Yep. That's it exactly for me. I often wish that part of my mind came with an off switch, because it is hard to hold two conversations (internal and external) at once. And yes, I still don't know how many of my life choices were me vs. the depression. But what I learned to do in therapy (Cognitive Behavioral) is to challenge my inner critic (me??) to back up the negative thoughts with proof. I guess you turn a monologue into a dialogue? An example, my husband and I go camping with this group of great people. I of course feel certain they all can't stand me. So I tend to sit and read during the outings. The last time we went out I was feeling exceptionally withdrawn, so my husband dropped a few hints, gave up and around to say Hi by himself. When he came back he said "Everyone's asking after you."
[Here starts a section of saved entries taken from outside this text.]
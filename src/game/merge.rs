//! Merge engine: manual drops (drag gesture) and the automatic merge tick.

use super::economy::recompute_income;
use super::grid::{consume_queue, delete_item};
use super::state::{Cell, GameState, AUTO_MERGE_DURATION_MS, AUTO_MERGE_PRICE, GRID_SIZE};

/// Drop target meaning "the trash bin" (the original UI passed -1).
pub const TRASH_INDEX: usize = usize::MAX;

/// What a manual drop did. `Rejected` means the state is unchanged.
#[derive(Clone, Copy, Debug, PartialEq)]
pub enum DropOutcome {
    Rejected,
    Moved,
    Swapped,
    /// Two same-level items combined; `to` holds the upgraded item.
    /// The only outcome that raises a level.
    Merged { to: usize },
    Deleted,
}

/// Resolve a drag gesture `from → to`.
///
/// - `from == to`: no-op.
/// - `to == TRASH_INDEX`: delete the dragged item.
/// - Empty destination: move. Same level: merge. Different level: swap.
/// - Non-item source or locked destination: rejected.
///
/// Any successful mutation recomputes income and drains the spawn queue
/// (a move or merge may have freed a slot for the queued item).
pub fn handle_drop(state: &mut GameState, from: usize, to: usize) -> DropOutcome {
    if from == to {
        return DropOutcome::Rejected;
    }
    if to == TRASH_INDEX {
        return if delete_item(state, from) {
            consume_queue(state);
            DropOutcome::Deleted
        } else {
            DropOutcome::Rejected
        };
    }
    if from >= GRID_SIZE || to >= GRID_SIZE {
        return DropOutcome::Rejected;
    }

    let from_level = match state.grid[from] {
        Cell::Item { level } => level,
        _ => return DropOutcome::Rejected,
    };

    let outcome = match state.grid[to] {
        Cell::Locked { .. } => return DropOutcome::Rejected,
        Cell::Empty => {
            state.grid[to] = Cell::Item { level: from_level };
            state.grid[from] = Cell::Empty;
            DropOutcome::Moved
        }
        Cell::Item { level } if level == from_level => {
            state.grid[to] = Cell::Item { level: level + 1 };
            state.grid[from] = Cell::Empty;
            DropOutcome::Merged { to }
        }
        Cell::Item { level } => {
            state.grid[to] = Cell::Item { level: from_level };
            state.grid[from] = Cell::Item { level };
            DropOutcome::Swapped
        }
    };

    recompute_income(state);
    consume_queue(state);
    outcome
}

/// Buy the auto-merge power-up: 24 hours of one automatic merge per second.
/// No-op when already running or unaffordable.
pub fn enable_auto_merge(state: &mut GameState, now_ms: f64) -> bool {
    if state.auto_merge_enabled || state.coins < AUTO_MERGE_PRICE {
        return false;
    }
    state.coins -= AUTO_MERGE_PRICE;
    state.auto_merge_enabled = true;
    state.auto_merge_expires_at = Some(now_ms + AUTO_MERGE_DURATION_MS);
    true
}

/// One automatic merge step, invoked once per second while enabled.
///
/// Expiry is checked first: a lapsed subscription clears both flags and
/// performs no merge that tick. Otherwise the lowest tier with a duplicate
/// is merged — exactly one pair, in grid scan order — so low tiers are
/// cleared before high ones. Returns whether the state changed.
pub fn auto_merge_tick(state: &mut GameState, now_ms: f64) -> bool {
    if !state.auto_merge_enabled {
        return false;
    }
    if let Some(expires_at) = state.auto_merge_expires_at {
        if now_ms > expires_at {
            state.auto_merge_enabled = false;
            state.auto_merge_expires_at = None;
            return true;
        }
    }

    let pair = find_lowest_duplicate_pair(state);
    let (a, b, level) = match pair {
        Some(p) => p,
        None => return false,
    };

    state.grid[a] = Cell::Item { level: level + 1 };
    state.grid[b] = Cell::Empty;
    recompute_income(state);
    true
}

/// First two indices (scan order) of the lowest tier that appears at least
/// twice on the board.
fn find_lowest_duplicate_pair(state: &GameState) -> Option<(usize, usize, u32)> {
    let mut best: Option<(usize, usize, u32)> = None;
    for level in state.grid.iter().filter_map(Cell::level) {
        if best.is_some_and(|(_, _, l)| l <= level) {
            continue;
        }
        let mut indices = state
            .grid
            .iter()
            .enumerate()
            .filter(|(_, c)| c.level() == Some(level))
            .map(|(i, _)| i);
        if let (Some(a), Some(b)) = (indices.next(), indices.next()) {
            best = Some((a, b, level));
        }
    }
    best
}


#[cfg(test)]
mod proptests {
    use super::*;
    use crate::game::economy::{calculate_income, recompute_income};
    use crate::game::grid::{consume_queue, delete_item, spawn_item_of_level, unlock_cell};
    use proptest::prelude::*;

    fn arb_cell() -> impl Strategy<Value = Cell> {
        prop_oneof![
            3 => Just(Cell::Empty),
            4 => (1u32..15).prop_map(|level| Cell::Item { level }),
        ]
    }

    fn arb_state() -> impl Strategy<Value = GameState> {
        (
            proptest::collection::vec(arb_cell(), 9),
            0.0f64..200_000.0,
        )
            .prop_map(|(cells, coins)| {
                let mut s = GameState::new(0.0);
                for (i, c) in cells.into_iter().enumerate() {
                    s.grid[i] = c;
                }
                s.coins = coins;
                recompute_income(&mut s);
                s
            })
    }

    /// Apply one arbitrary public transition.
    fn apply_op(s: &mut GameState, op: u8, a: usize, b: usize) {
        match op % 6 {
            0 => {
                handle_drop(s, a % GRID_SIZE, b % GRID_SIZE);
            }
            1 => {
                handle_drop(s, a % GRID_SIZE, TRASH_INDEX);
            }
            2 => {
                spawn_item_of_level(s, (b % 9 + 1) as u32);
            }
            3 => {
                unlock_cell(s, 9 + a % 3);
            }
            4 => {
                delete_item(s, a % GRID_SIZE);
            }
            _ => {
                s.auto_merge_enabled = true;
                s.auto_merge_expires_at = Some(1e15);
                auto_merge_tick(s, 0.0);
            }
        }
        consume_queue(s);
    }

    proptest! {
        /// The income cache never goes stale, whatever sequence of public
        /// transitions runs.
        #[test]
        fn prop_income_cache_consistent(
            mut s in arb_state(),
            ops in proptest::collection::vec((any::<u8>(), 0usize..12, 0usize..12), 1..40),
        ) {
            for (op, a, b) in ops {
                apply_op(&mut s, op, a, b);
                prop_assert!(
                    (s.income_per_second - calculate_income(&s)).abs() < 1e-12,
                    "stale income cache: {} vs {}",
                    s.income_per_second,
                    calculate_income(&s)
                );
            }
        }

        /// Grid length is fixed and coins never go negative.
        #[test]
        fn prop_structural_invariants(
            mut s in arb_state(),
            ops in proptest::collection::vec((any::<u8>(), 0usize..12, 0usize..12), 1..40),
        ) {
            for (op, a, b) in ops {
                apply_op(&mut s, op, a, b);
                prop_assert_eq!(s.grid.len(), GRID_SIZE);
                prop_assert!(s.coins >= 0.0, "coins went negative: {}", s.coins);
            }
        }

        /// A merge raises the total raw power or is a no-op; drops never
        /// invent items.
        #[test]
        fn prop_drop_preserves_or_merges_items(mut s in arb_state(), from in 0usize..12, to in 0usize..12) {
            s.queue = None;
            let count_before = s.grid.iter().filter(|c| c.is_item()).count();
            let outcome = handle_drop(&mut s, from, to);
            let count_after = s.grid.iter().filter(|c| c.is_item()).count();
            match outcome {
                DropOutcome::Merged { .. } | DropOutcome::Deleted => {
                    prop_assert_eq!(count_after, count_before - 1)
                }
                _ => prop_assert_eq!(count_after, count_before),
            }
        }
    }
}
And I thought ... (you guessed it) "No they aren't." BUT, then I thought about what it meant if that were true:
1. My husband was lying to me. Well, he can't lie. As in, he's no good at it so he rarely, rarely bends the truth and he turns bright red when he does. He was not bright red. Therefore he was not lying.
2. A whole bunch of people were lying to him. Why? Maybe one person might do it, but why would EVERYONE he spoke go to the trouble of asking where I was if they didn't care? That would make them loonier than I am. So that didn't stand.
3. They were being insincere. But then I thought of the other outings where people gave me big hugs when they saw me and wanted to know what was going on with me and so on. So, that was bogus reasoning as well.
4. Calling everyone, even your husband, a liar is a pretty horrible thing to do, isn't it? Yes.
5. Can I read minds? No.
6. OK, then shut up.

OK, so then it was negative thoughts about my appearance but by that point I was sick of arguing (and we were camping, not dining at a 4-star restaurant), so I got up and went to say hi. Yeah it stinks having to do all of that extra work just to say hi to people I've known for a couple of years, but it beat upsetting myself and my husband and my fellow campers. Plus, good practice for the next time!

I guess what I'm trying to say is that part of my mind (the depressed part) isn't much for conversation or debate. It just says whatever thing that will maximize my misery and since it is me, it is excellent at that part. But it is pretty lousy in a straight debate, and the rest of me can debate until people run off screaming. I just have to remember to do it.